Failure to Supervise Resident and Prevent Elopement From Secured Unit
Penalty
Summary
The deficiency involves the facility’s failure to ensure adequate supervision and prevent elopement for a resident on a secured unit who had a legal guardian and a care plan requiring that he/she remain in the facility unless supervised. The resident, admitted with dementia with behavioral disturbances, anxiety, major depressive disorder, and frontotemporal neurocognitive disorder, ambulated independently and required physical assistance with ADLs. The facility’s elopement policy required that residents at risk for wandering or elopement have care plan strategies and interventions to maintain safety. Despite this, the DON acknowledged that no elopement assessment or care plan interventions had been initiated for this resident prior to the incident, even after staff observed the resident asking how to leave the facility. On the day of the incident, a CNA observed the resident at the nurse station around 2:30 P.M. asking how to leave the facility.

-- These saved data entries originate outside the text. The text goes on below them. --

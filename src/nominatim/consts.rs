pub const USER_AGENT: &str = "VIGEOGUESSR/1.0 (https://vigeoguessr.com)";
pub const REVERSE_ZOOM_LEVEL: &str = "10";
use crate::app_context::AppContext;
use crate::scoring::requests::SubmitScoreRequest;
use crate::scoring::responses::{
    ScoreSessionResponse, ScoreSubmissionError, SubmitScoreResponse,
};
use crate::scoring::services::ScoringHttpHandler;
use crate::storage::scores::HashMapScoreStorage;
use axum::extract::rejection::JsonRejection;
use axum::extract::{Path, State};
use axum::http::StatusCode;
use axum::response::Json;

#[axum::debug_handler]
pub async fn submit(
    State(app_context): State<AppContext<HashMapScoreStorage>>,
    request: Result<Json<SubmitScoreRequest>, JsonRejection>,
) -> (StatusCode, Json<SubmitScoreResponse>) {
    let handler = ScoringHttpHandler::new(app_context);
    let response = match request {
        Ok(Json(request)) => handler.submit(request).await,
        Err(rejection) => {
            tracing::info!(%rejection, "Failed to read a score submission.");
            handler.refuse(ScoreSubmissionError::MalformedBody)
        }
    };
    let status = if response.error {
        StatusCode::BAD_REQUEST
    } else {
        StatusCode::OK
    };
    (status, Json(response))
}

#[axum::debug_handler]
pub async fn session(
    Path(session_id): Path<String>,
    State(app_context): State<AppContext<HashMapScoreStorage>>,
) -> (StatusCode, Json<ScoreSessionResponse>) {
    let response = ScoringHttpHandler::new(app_context)
        .session(&session_id)
        .await;
    let status = if response.error {
        StatusCode::NOT_FOUND
    } else {
        StatusCode::OK
    };
    (status, Json(response))
}
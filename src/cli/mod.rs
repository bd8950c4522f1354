use crate::storage::consts::DEFAULT_MAX_STORED_SESSIONS;
use clap::Parser;
use std::net::SocketAddr;
use url::Url;

#[derive(Debug, Parser)]
pub struct Args {
    #[arg(long)]
    #[arg(default_value = "0.0.0.0:3030")]
    pub listen_address: SocketAddr,
    /// Origins allowed to call the API from a browser.
    #[arg(long, value_delimiter = ',')]
    #[arg(default_values = ["http://127.0.0.1:3000", "http://localhost:3000", "https://vigeoguessr.com"])]
    pub allowed_origins: Vec<Url>,
    /// Base URL of a Nominatim instance; land checks are skipped when absent.
    #[arg(long)]
    pub nominatim_url: Option<Url>,
    #[arg(long)]
    #[arg(default_value_t = 5000)]
    pub nominatim_timeout_ms: u64,
    /// Oldest score sessions are forgotten once this many are kept.
    #[arg(long)]
    #[arg(default_value_t = DEFAULT_MAX_STORED_SESSIONS)]
    pub max_stored_sessions: usize,
}
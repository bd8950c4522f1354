pub const DEFAULT_MAX_STORED_SESSIONS: usize = 10_000;
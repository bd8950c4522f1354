pub mod handlers;
pub mod responses;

The CNA reported that the resident routinely wandered the unit but was not known to exhibit exit-seeking behavior and therefore did not believe the resident would leave. Around 2:40 P.M., a nurse saw the resident at the nursing station interacting with staff, and by approximately 3:00 P.M., during final clinical rounds, the nurse noted the resident was missing and activated an elopement code. Staff searched the interior and exterior of the facility without success, and about 45 minutes later, staff and local police located the resident at his/her former home approximately two miles away. The administrator reported that exit doors and rear doors were alarmed and required codes, and presumed the resident may have exited by entering an elevator with a visitor who had access to the code, but staff had previously shared alarm/elevator codes with visitors or outside consultants.